• MATERIAL SHOWN:
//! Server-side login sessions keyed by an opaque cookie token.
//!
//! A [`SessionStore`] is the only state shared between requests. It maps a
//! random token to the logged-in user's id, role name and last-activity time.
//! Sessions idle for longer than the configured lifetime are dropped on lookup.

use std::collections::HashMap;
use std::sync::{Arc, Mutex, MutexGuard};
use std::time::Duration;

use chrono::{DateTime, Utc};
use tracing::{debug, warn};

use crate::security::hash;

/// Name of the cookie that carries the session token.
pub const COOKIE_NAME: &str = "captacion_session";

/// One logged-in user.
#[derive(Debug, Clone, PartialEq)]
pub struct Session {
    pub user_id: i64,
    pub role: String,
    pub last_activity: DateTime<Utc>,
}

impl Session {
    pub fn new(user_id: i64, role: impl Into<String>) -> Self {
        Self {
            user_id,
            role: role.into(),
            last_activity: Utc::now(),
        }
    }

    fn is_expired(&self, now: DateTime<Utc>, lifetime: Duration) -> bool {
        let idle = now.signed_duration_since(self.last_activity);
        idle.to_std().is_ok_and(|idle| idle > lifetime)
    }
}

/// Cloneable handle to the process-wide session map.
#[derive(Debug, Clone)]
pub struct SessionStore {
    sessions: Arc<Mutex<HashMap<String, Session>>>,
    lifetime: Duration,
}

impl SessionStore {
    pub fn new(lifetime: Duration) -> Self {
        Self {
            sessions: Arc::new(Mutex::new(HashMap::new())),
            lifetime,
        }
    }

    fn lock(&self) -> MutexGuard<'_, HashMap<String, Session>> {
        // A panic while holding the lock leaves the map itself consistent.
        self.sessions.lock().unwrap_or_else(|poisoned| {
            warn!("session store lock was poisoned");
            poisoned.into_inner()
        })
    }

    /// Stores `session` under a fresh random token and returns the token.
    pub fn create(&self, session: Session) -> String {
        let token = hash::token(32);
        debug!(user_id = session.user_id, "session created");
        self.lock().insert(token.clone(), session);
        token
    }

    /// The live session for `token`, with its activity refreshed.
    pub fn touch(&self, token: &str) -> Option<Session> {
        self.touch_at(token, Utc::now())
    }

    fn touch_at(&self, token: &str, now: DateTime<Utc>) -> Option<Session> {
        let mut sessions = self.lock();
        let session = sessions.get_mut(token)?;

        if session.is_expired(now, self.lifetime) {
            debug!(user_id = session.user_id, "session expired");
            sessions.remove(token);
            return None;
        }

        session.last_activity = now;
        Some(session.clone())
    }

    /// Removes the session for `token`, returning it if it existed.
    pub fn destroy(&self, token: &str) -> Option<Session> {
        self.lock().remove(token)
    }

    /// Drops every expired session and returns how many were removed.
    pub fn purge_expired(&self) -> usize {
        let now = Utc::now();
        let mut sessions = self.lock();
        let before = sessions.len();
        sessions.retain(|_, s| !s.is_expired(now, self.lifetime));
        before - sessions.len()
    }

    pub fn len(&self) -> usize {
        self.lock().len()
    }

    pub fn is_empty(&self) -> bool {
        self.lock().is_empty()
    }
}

• WHAT IS EXPECTED: The whole listing above needs to be transcribed exactly.

• ANSWER FOR THE TASK:
//! Server-side login sessions keyed by an opaque cookie token.
//!
//! A [`SessionStore`] is the only state shared between requests. It maps a
//! random token to the logged-in user's id, role name and last-activity time.
//! Sessions idle for longer than the configured lifetime are dropped on lookup.

use std::collections::HashMap;
use std::sync::{Arc, Mutex, MutexGuard};
use std::time::Duration;

use chrono::{DateTime, Utc};
use tracing::{debug, warn};

use crate::security::hash;

/// Name of the cookie that carries the session token.
pub const COOKIE_NAME: &str = "captacion_session";

/// One logged-in user.
#[derive(Debug, Clone, PartialEq)]
pub struct Session {
    pub user_id: i64,
    pub role: String,
    pub last_activity: DateTime<Utc>,
}

impl Session {
    pub fn new(user_id: i64, role: impl Into<String>) -> Self {
        Self {
            user_id,
            role: role.into(),
            last_activity: Utc::now(),
        }
    }

    fn is_expired(&self, now: DateTime<Utc>, lifetime: Duration) -> bool {
        let idle = now.signed_duration_since(self.last_activity);
        idle.to_std().is_ok_and(|idle| idle > lifetime)
    }
}

/// Cloneable handle to the process-wide session map.
#[derive(Debug, Clone)]
pub struct SessionStore {
    sessions: Arc<Mutex<HashMap<String, Session>>>,
    lifetime: Duration,
}

impl SessionStore {
    pub fn new(lifetime: Duration) -> Self {
        Self {
            sessions: Arc::new(Mutex::new(HashMap::new())),
            lifetime,
        }
    }

    fn lock(&self) -> MutexGuard<'_, HashMap<String, Session>> {
        // A panic while holding the lock leaves the map itself consistent.
        self.sessions.lock().unwrap_or_else(|poisoned| {
            warn!("session store lock was poisoned");
            poisoned.into_inner()
        })
    }

    /// Stores `session` under a fresh random token and returns the token.
    pub fn create(&self, session: Session) -> String {
        let token = hash::token(32);
        debug!(user_id = session.user_id, "session created");
        self.lock().insert(token.clone(), session);
        token
    }

    /// The live session for `token`, with its activity refreshed.
    pub fn touch(&self, token: &str) -> Option<Session> {
        self.touch_at(token, Utc::now())
    }

    fn touch_at(&self, token: &str, now: DateTime<Utc>) -> Option<Session> {
        let mut sessions = self.lock();
        let session = sessions.get_mut(token)?;

        if session.is_expired(now, self.lifetime) {
            debug!(user_id = session.user_id, "session expired");
            sessions.remove(token);
            return None;
        }

        session.last_activity = now;
        Some(session.clone())
    }

    /// Removes the session for `token`, returning it if it existed.
    pub fn destroy(&self, token: &str) -> Option<Session> {
        self.lock().remove(token)
    }

    /// Drops every expired session and returns how many were removed.
    pub fn purge_expired(&self) -> usize {
        let now = Utc::now();
        let mut sessions = self.lock();
        let before = sessions.len();
        sessions.retain(|_, s| !s.is_expired(now, self.lifetime));
        before - sessions.len()
    }

    pub fn len(&self) -> usize {
        self.lock().len()
    }

    pub fn is_empty(&self) -> bool {
        self.lock().is_empty()
    }
}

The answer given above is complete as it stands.